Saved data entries
★ ★ ★ ★ ★
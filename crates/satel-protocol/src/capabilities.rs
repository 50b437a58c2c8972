//! Per-panel-model capability tuples, keyed by the panel-type byte
//! `READ_INTEGRA_VERSION` returns. Every field here bounds a bitmap size
//! somewhere else in the stack (`satel-diff`'s truncation, `satel-protocol`'s
//! bit-packed payload builders).
use satel_core::IntegraType;

/// The tuple `spec.md` §3 calls "Capabilities": object/partition/zone/output
/// counts and similar, fixed per panel model.
#[derive(Debug, Clone, Copy, PartialEq, Eq)]
pub struct IntegraCaps {
    pub integra_type: IntegraType,
    pub objects: u16,
    pub parts: u16,
    pub zones: u16,
    pub outputs: u16,
    pub timers: u16,
    pub phones: u16,
    pub manipulators: u16,
    pub expanders: u16,
    pub manipulator_buses: u16,
    pub expander_buses: u16,
    pub users: u16,
    pub admins: u16,
    pub masking: bool,
}

impl IntegraCaps {
    /// `doors` share the expander bus addressing in the wire protocol.
    pub fn doors(&self) -> u16 {
        self.expanders
    }

    const fn new(
        integra_type: IntegraType,
        objects: u16,
        parts: u16,
        zones: u16,
        outputs: u16,
        timers: u16,
        phones: u16,
        manipulators: u16,
        expanders: u16,
        manipulator_buses: u16,
        expander_buses: u16,
        users: u16,
        admins: u16,
        masking: bool,
    ) -> Self {
        Self {
            integra_type,
            objects,
            parts,
            zones,
            outputs,
            timers,
            phones,
            manipulators,
            expanders,
            manipulator_buses,
            expander_buses,
            users,
            admins,
            masking,
        }
    }

    const UNKNOWN: IntegraCaps = IntegraCaps::new(IntegraType::Unknown, 0, 0, 0, 0, 0, 0, 0, 0, 0, 0, 0, 0, false);
}

/// Looks up the static capability tuple for `integra_type`, falling back to
/// an all-zero tuple for unrecognized panel-type bytes.
pub fn caps_for(integra_type: IntegraType) -> IntegraCaps {
    use IntegraType::*;
    match integra_type {
        Integra24 => IntegraCaps::new(Integra24, 1, 4, 24, 24, 16, 16, 4, 32, 1, 1, 16, 1, false),
        Integra32 => IntegraCaps::new(Integra32, 4, 16, 32, 32, 28, 16, 4, 32, 1, 1, 64, 4, false),
        Integra64 => IntegraCaps::new(Integra64, 8, 32, 64, 64, 64, 16, 8, 64, 1, 2, 192, 8, false),
        Integra64Plus => IntegraCaps::new(Integra64Plus, 8, 32, 64, 64, 64, 16, 8, 64, 1, 2, 192, 8, true),
        Integra128 => IntegraCaps::new(Integra128, 8, 32, 128, 128, 64, 16, 8, 64, 1, 2, 240, 8, false),
        Integra128Plus => IntegraCaps::new(Integra128Plus, 8, 32, 128, 128, 64, 16, 8, 64, 1, 2, 240, 8, true),
        Integra128WrlLeon => IntegraCaps::new(Integra128WrlLeon, 8, 32, 128, 128, 64, 16, 8, 32, 1, 1, 240, 8, false),
        Integra128WrlSim300 => IntegraCaps::new(Integra128WrlSim300, 8, 32, 128, 128, 64, 16, 8, 32, 1, 1, 240, 8, false),
        Integra256Plus => IntegraCaps::new(Integra256Plus, 8, 32, 256, 256, 64, 16, 8, 64, 1, 2, 240, 8, true),
        Unknown => IntegraCaps::UNKNOWN,
    }
}

#[cfg(test)]
mod tests {
    use super::*;

    #[test]
    fn integra_256_plus_has_256_zones_and_supports_masking() {
        let caps = caps_for(IntegraType::Integra256Plus);
        assert_eq!(caps.zones, 256);
        assert!(caps.masking);
    }

    #[test]
    fn unknown_panel_type_yields_all_zero_capacities() {
        let caps = caps_for(IntegraType::Unknown);
        assert_eq!(caps.zones, 0);
        assert_eq!(caps.parts, 0);
    }
}
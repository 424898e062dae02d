use std::path::Path;

use crate::fs_op::error::FsOpError;
use crate::fs_op::stat::FileNode;

const UNITS: [&str; 5] = ["B", "KB", "MB", "GB", "TB"];

/// Format a byte count with 1024-based units and up to two decimals.
///
/// ```
/// use toolbelt::fs_op::size::readable_size;
///
/// assert_eq!(readable_size(0), "0B");
/// assert_eq!(readable_size(1024), "1KB");
/// assert_eq!(readable_size(1536), "1.5KB");
/// ```
pub fn readable_size(bytes: u64) -> String {
    let mut value = bytes as f64;
    let mut unit = 0;
    while value >= 1024.0 && unit < UNITS.len() - 1 {
        value /= 1024.0;
        unit += 1;
    }
    let text = format!("{:.2}", value);
    let text = text.trim_end_matches('0').trim_end_matches('.');
    format!("{}{}", text, UNITS[unit])
}

/// Readable size of the file at `path` (the directory entry's own length for
/// directories).
pub fn readable_size_of(path: impl AsRef<Path>) -> Result<String, FsOpError> {
    Ok(readable_size(FileNode::stat(path)?.size))
}

#[cfg(test)]
mod tests {
    use super::*;

    #[test]
    fn unit_boundaries() {
        assert_eq!(readable_size(1), "1B");
        assert_eq!(readable_size(1023), "1023B");
        assert_eq!(readable_size(1024 * 1024), "1MB");
        assert_eq!(readable_size(5 * 1024 * 1024 * 1024), "5GB");
        assert_eq!(readable_size(3 * 1024u64.pow(4)), "3TB");
        // Past TB the unit stays put.
        assert_eq!(readable_size(2048 * 1024u64.pow(4)), "2048TB");
    }

    #[test]
    fn two_decimals_at_most() {
        assert_eq!(readable_size(1100), "1.07KB");
        assert_eq!(readable_size(1280), "1.25KB");
    }

    #[test]
    fn size_of_file() {
        let td = tempfile::tempdir().unwrap();
        let f = td.path().join("s.bin");
        std::fs::write(&f, vec![0u8; 2048]).unwrap();
        assert_eq!(readable_size_of(&f).unwrap(), "2KB");
    }
}
use std::fs;
use std::path::{Path, PathBuf};

use crate::fs_op::copy::{copy_path_with, CopySettings};
use crate::fs_op::error::{FsOpError, IoResultExt};
use crate::fs_op::remove::remove_path;
use crate::fs_op::stat::exists;

/// Rename a path within the same parent directory.
///
/// Refuses to replace anything: if `new_name` is already taken the call fails
/// with [`FsOpError::AlreadyExists`]. Returns the new path.
pub fn rename_path<P: AsRef<Path>>(path: P, new_name: &str) -> Result<PathBuf, FsOpError> {
    let p = path.as_ref();
    if !exists(p) {
        return Err(FsOpError::NotFound(p.to_path_buf()));
    }
    if new_name.is_empty() || new_name.contains(['/', '\\']) {
        return Err(FsOpError::MissingFilename(PathBuf::from(new_name)));
    }
    let parent = p
        .parent()
        .ok_or_else(|| FsOpError::MissingFilename(p.to_path_buf()))?;
    let dest = parent.join(new_name);
    if exists(&dest) {
        return Err(FsOpError::AlreadyExists(dest));
    }
    fs::rename(p, &dest).at(p)?;
    tracing::info!(from = %p.display(), to = %dest.display(), "renamed");
    Ok(dest)
}

/// Move `src` into the directory `dest` using default copy settings.
pub fn move_path<P: AsRef<Path>, Q: AsRef<Path>>(src: P, dest: Q) -> Result<PathBuf, FsOpError> {
    move_path_with(src, dest, &CopySettings::default())
}

/// Move `src` into `dest` as a copy followed by removal of the source.
///
/// Naming follows [`copy_path_with`], so a taken name gets a `(n)` counter.
/// The source is only removed once the copy finished; a failed copy leaves the
/// source intact.
pub fn move_path_with<P: AsRef<Path>, Q: AsRef<Path>>(
    src: P,
    dest: Q,
    settings: &CopySettings,
) -> Result<PathBuf, FsOpError> {
    let s = src.as_ref();
    let copied = copy_path_with(s, dest.as_ref(), settings)?;
    remove_path(s)?;
    tracing::info!(from = %s.display(), to = %copied.display(), "moved");
    Ok(copied)
}
use std::fs::OpenOptions;
use std::io::Write;
use std::path::Path;

use crate::fs_op::error::{FsOpError, IoResultExt};
use crate::fs_op::helpers::atomic_write;
use crate::fs_op::stat::PathType;

/// How [`write_to_file`] treats existing content.
#[derive(Debug, Clone, Copy, PartialEq, Eq)]
pub enum WriteMode {
    /// Replace the file's content.
    Overwrite,
    /// Keep the existing bytes and add the new ones after them.
    Append,
}

/// Write `content` to an existing regular file.
///
/// The file must already exist: this helper never creates files, so a typo in
/// the path surfaces as [`FsOpError::NotFound`] instead of a stray new file.
/// Overwrites go through a temp file and rename. Appends are raw bytes, so
/// binary payloads survive unchanged.
pub fn write_to_file(
    path: impl AsRef<Path>,
    content: impl AsRef<[u8]>,
    mode: WriteMode,
) -> Result<(), FsOpError> {
    let p = path.as_ref();
    let content = content.as_ref();

    match PathType::of(p) {
        PathType::NotFound => return Err(FsOpError::NotFound(p.to_path_buf())),
        PathType::Directory => return Err(FsOpError::IsDirectory(p.to_path_buf())),
        _ => {}
    }

    match mode {
        WriteMode::Overwrite => atomic_write(p, content).at(p)?,
        WriteMode::Append => {
            let mut f = OpenOptions::new().append(true).open(p).at(p)?;
            f.write_all(content).at(p)?;
            f.flush().at(p)?;
        }
    }
    tracing::debug!(path = %p.display(), bytes = content.len(), ?mode, "wrote file");
    Ok(())
}
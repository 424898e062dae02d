use std::fs::{self, File};
use std::io;
use std::path::{Path, PathBuf};

use zip::ZipArchive;

use crate::archive::entry::{ArchiveEntry, EntryKind};
use crate::archive::error::ArchiveError;
use crate::fs_op::error::IoResultExt;

fn open(archive: &Path) -> Result<ZipArchive<File>, ArchiveError> {
    if !archive.exists() {
        return Err(ArchiveError::NotFound(archive.to_path_buf()));
    }
    let file = File::open(archive).at(archive)?;
    Ok(ZipArchive::new(file)?)
}

/// List the entries of an archive in stored order.
pub fn read_entries(archive: impl AsRef<Path>) -> Result<Vec<ArchiveEntry>, ArchiveError> {
    let mut zip = open(archive.as_ref())?;
    let mut entries = Vec::with_capacity(zip.len());
    for i in 0..zip.len() {
        let file = zip.by_index(i)?;
        entries.push(ArchiveEntry {
            name: file.name().to_string(),
            kind: if file.is_dir() {
                EntryKind::Directory
            } else {
                EntryKind::File
            },
            size: file.size(),
            modified: file.last_modified(),
        });
    }
    Ok(entries)
}

/// Unpack every entry of `archive` under `dest`.
///
/// Entry names that would escape `dest` (absolute paths, `..`) abort the
/// extraction with [`ArchiveError::UnsafeEntry`]. Existing files are
/// overwritten. Returns the written file paths in archive order.
pub fn extract(archive: impl AsRef<Path>, dest: impl AsRef<Path>) -> Result<Vec<PathBuf>, ArchiveError> {
    let archive = archive.as_ref();
    let dest = dest.as_ref();
    let mut zip = open(archive)?;
    fs::create_dir_all(dest).at(dest)?;

    let mut written = Vec::new();
    for i in 0..zip.len() {
        let mut file = zip.by_index(i)?;
        let rel = file
            .enclosed_name()
            .ok_or_else(|| ArchiveError::UnsafeEntry(file.name().to_string()))?;
        let target = dest.join(rel);

        if file.is_dir() {
            fs::create_dir_all(&target).at(&target)?;
            continue;
        }
        if let Some(parent) = target.parent() {
            fs::create_dir_all(parent).at(parent)?;
        }
        let mut out = File::create(&target).at(&target)?;
        io::copy(&mut file, &mut out).at(&target)?;
        tracing::debug!(entry = %file.name(), path = %target.display(), "extracted");
        written.push(target);
    }
    tracing::info!(archive = %archive.display(), files = written.len(), "archive extracted");
    Ok(written)
}

#[cfg(test)]
mod tests {
    use super::*;
    use std::io::Write;
    use tempfile::tempdir;
    use zip::write::SimpleFileOptions;

    #[test]
    fn lists_kinds_and_sizes() {
        let td = tempdir().unwrap();
        let path = td.path().join("t.zip");
        let mut w = zip::ZipWriter::new(File::create(&path).unwrap());
        w.add_directory("d/", SimpleFileOptions::default()).unwrap();
        w.start_file("d/f.txt", SimpleFileOptions::default()).unwrap();
        w.write_all(b"abcd").unwrap();
        w.finish().unwrap();

        let entries = read_entries(&path).unwrap();
        assert_eq!(entries.len(), 2);
        assert!(entries[0].is_dir());
        assert_eq!(entries[1].name, "d/f.txt");
        assert_eq!(entries[1].size, 4);
    }

    #[test]
    fn unsafe_names_are_refused() {
        let td = tempdir().unwrap();
        let path = td.path().join("evil.zip");
        let mut w = zip::ZipWriter::new(File::create(&path).unwrap());
        w.start_file("../evil.txt", SimpleFileOptions::default()).unwrap();
        w.write_all(b"x").unwrap();
        w.finish().unwrap();

        let out = td.path().join("out");
        let err = extract(&path, &out).unwrap_err();
        assert!(matches!(err, ArchiveError::UnsafeEntry(_)));
        assert!(!td.path().join("evil.txt").exists());
    }

    #[test]
    fn missing_archive_is_not_found() {
        let td = tempdir().unwrap();
        let err = read_entries(td.path().join("none.jar")).unwrap_err();
        assert!(matches!(err, ArchiveError::NotFound(_)));
    }
}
★ ★ ★ ★ ★
What you will do —
If a line in the entries above contains "UnsafeEntry", it counts toward the total; give only that total.

Solution to this task —
3